Work instructions:
When the word "Denied" shows up in a line of the data below, copy that whole line.

Saved data entries:
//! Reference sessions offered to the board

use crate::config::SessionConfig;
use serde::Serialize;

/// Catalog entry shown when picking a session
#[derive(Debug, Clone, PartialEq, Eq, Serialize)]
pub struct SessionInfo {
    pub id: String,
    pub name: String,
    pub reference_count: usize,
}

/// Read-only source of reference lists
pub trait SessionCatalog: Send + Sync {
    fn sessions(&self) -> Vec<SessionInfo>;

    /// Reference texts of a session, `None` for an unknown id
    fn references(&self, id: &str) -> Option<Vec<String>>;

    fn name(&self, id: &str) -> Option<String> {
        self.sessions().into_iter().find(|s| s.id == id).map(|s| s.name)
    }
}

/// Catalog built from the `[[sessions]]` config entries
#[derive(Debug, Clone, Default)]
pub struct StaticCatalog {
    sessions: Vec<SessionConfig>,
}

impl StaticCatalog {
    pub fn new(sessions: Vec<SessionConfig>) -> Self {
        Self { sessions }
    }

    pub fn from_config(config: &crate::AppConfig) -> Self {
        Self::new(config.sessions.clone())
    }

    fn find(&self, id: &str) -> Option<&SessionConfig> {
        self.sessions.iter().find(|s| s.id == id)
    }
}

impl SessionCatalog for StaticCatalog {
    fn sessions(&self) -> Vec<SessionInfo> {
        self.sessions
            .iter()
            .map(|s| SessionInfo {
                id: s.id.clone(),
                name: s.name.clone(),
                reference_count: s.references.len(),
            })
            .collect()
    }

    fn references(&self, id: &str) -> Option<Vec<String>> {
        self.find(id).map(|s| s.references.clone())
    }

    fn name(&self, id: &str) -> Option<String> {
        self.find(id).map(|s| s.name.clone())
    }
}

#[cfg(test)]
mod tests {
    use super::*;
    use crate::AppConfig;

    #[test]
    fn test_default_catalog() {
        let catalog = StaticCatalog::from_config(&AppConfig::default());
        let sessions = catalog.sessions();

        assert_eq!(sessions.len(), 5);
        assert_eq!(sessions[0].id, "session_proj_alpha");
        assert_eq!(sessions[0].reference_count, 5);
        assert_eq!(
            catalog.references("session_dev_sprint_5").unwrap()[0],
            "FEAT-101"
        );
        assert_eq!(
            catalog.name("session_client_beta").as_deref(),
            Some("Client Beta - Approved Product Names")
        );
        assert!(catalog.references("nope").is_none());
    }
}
---
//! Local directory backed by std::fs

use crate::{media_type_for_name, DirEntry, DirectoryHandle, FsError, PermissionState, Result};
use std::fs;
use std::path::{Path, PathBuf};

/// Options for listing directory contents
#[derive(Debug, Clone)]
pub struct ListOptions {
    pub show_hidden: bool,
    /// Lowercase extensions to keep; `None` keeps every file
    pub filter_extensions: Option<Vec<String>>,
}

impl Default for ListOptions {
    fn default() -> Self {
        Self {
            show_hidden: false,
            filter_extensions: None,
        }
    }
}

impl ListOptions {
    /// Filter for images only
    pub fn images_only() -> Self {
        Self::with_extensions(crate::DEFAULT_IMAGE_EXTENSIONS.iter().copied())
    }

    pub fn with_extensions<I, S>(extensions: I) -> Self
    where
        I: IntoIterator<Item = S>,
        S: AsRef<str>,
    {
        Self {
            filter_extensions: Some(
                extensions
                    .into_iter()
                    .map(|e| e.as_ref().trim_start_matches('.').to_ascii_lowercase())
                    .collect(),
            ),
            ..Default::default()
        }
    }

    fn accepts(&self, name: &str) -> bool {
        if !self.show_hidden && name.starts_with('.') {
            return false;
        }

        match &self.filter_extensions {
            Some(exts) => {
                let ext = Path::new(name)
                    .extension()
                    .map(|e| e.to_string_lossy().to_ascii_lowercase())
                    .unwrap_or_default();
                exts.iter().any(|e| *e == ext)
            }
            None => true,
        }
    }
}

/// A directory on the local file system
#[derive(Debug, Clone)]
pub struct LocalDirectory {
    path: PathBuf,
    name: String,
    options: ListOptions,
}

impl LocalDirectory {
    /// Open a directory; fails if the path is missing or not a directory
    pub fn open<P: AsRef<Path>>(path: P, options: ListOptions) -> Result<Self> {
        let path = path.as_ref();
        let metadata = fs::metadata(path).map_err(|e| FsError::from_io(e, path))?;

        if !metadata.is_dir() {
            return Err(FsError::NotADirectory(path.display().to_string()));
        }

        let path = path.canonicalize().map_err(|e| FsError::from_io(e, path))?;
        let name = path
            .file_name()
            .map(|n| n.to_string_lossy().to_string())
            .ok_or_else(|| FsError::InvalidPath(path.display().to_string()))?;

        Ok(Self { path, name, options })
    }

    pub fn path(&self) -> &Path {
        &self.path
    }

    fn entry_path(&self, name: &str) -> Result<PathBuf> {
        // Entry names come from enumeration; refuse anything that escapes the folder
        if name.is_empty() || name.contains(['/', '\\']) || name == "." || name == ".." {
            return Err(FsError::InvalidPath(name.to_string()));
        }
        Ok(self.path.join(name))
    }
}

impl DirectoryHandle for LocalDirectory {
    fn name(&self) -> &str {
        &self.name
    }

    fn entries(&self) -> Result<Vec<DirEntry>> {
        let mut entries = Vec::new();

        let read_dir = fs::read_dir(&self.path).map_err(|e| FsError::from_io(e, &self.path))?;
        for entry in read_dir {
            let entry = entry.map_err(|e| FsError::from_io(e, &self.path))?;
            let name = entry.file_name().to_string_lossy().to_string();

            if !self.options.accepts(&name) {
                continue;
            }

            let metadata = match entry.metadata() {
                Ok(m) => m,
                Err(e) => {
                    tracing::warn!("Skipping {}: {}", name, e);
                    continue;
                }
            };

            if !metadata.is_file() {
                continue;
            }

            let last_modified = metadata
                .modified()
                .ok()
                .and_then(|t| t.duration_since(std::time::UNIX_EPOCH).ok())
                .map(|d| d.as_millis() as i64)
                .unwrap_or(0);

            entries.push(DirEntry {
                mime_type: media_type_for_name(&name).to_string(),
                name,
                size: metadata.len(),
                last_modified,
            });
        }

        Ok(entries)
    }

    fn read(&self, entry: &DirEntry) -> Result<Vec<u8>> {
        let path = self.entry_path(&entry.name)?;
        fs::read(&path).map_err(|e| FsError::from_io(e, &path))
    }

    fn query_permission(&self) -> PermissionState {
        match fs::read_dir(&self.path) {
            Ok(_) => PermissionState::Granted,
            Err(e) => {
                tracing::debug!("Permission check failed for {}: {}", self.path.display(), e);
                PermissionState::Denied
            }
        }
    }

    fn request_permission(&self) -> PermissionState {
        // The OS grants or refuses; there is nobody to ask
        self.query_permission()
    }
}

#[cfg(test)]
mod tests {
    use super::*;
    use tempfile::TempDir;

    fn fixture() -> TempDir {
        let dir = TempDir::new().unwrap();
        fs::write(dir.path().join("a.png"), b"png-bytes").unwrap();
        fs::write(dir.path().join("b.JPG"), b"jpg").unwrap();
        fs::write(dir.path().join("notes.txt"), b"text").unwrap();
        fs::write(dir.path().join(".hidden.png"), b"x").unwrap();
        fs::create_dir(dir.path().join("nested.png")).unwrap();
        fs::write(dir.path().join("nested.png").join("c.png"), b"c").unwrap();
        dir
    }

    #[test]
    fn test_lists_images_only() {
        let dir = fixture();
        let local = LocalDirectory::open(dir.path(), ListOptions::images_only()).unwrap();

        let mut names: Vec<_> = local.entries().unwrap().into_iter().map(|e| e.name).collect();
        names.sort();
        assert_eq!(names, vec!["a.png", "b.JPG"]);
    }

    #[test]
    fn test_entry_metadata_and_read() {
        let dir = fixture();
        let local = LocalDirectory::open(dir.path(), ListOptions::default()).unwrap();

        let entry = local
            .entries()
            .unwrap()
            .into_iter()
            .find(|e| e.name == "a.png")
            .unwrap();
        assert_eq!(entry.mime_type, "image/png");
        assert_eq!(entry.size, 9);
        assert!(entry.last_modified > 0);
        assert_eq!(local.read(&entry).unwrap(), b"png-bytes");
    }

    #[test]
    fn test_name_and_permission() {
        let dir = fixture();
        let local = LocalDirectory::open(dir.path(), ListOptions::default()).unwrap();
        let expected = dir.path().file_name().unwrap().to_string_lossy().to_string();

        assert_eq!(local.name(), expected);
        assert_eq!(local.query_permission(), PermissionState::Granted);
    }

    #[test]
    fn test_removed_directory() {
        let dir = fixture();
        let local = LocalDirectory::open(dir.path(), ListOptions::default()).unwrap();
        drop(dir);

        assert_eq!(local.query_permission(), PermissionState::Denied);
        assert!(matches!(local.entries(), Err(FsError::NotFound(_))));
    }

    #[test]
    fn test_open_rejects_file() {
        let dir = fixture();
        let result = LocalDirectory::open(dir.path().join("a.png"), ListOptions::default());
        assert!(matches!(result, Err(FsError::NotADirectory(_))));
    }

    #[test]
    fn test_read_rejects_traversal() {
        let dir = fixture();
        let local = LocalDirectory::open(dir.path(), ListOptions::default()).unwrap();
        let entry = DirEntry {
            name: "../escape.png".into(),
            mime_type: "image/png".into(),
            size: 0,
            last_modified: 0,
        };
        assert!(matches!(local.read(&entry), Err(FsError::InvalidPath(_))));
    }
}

Output of the task:
                PermissionState::Denied
        assert_eq!(local.query_permission(), PermissionState::Denied);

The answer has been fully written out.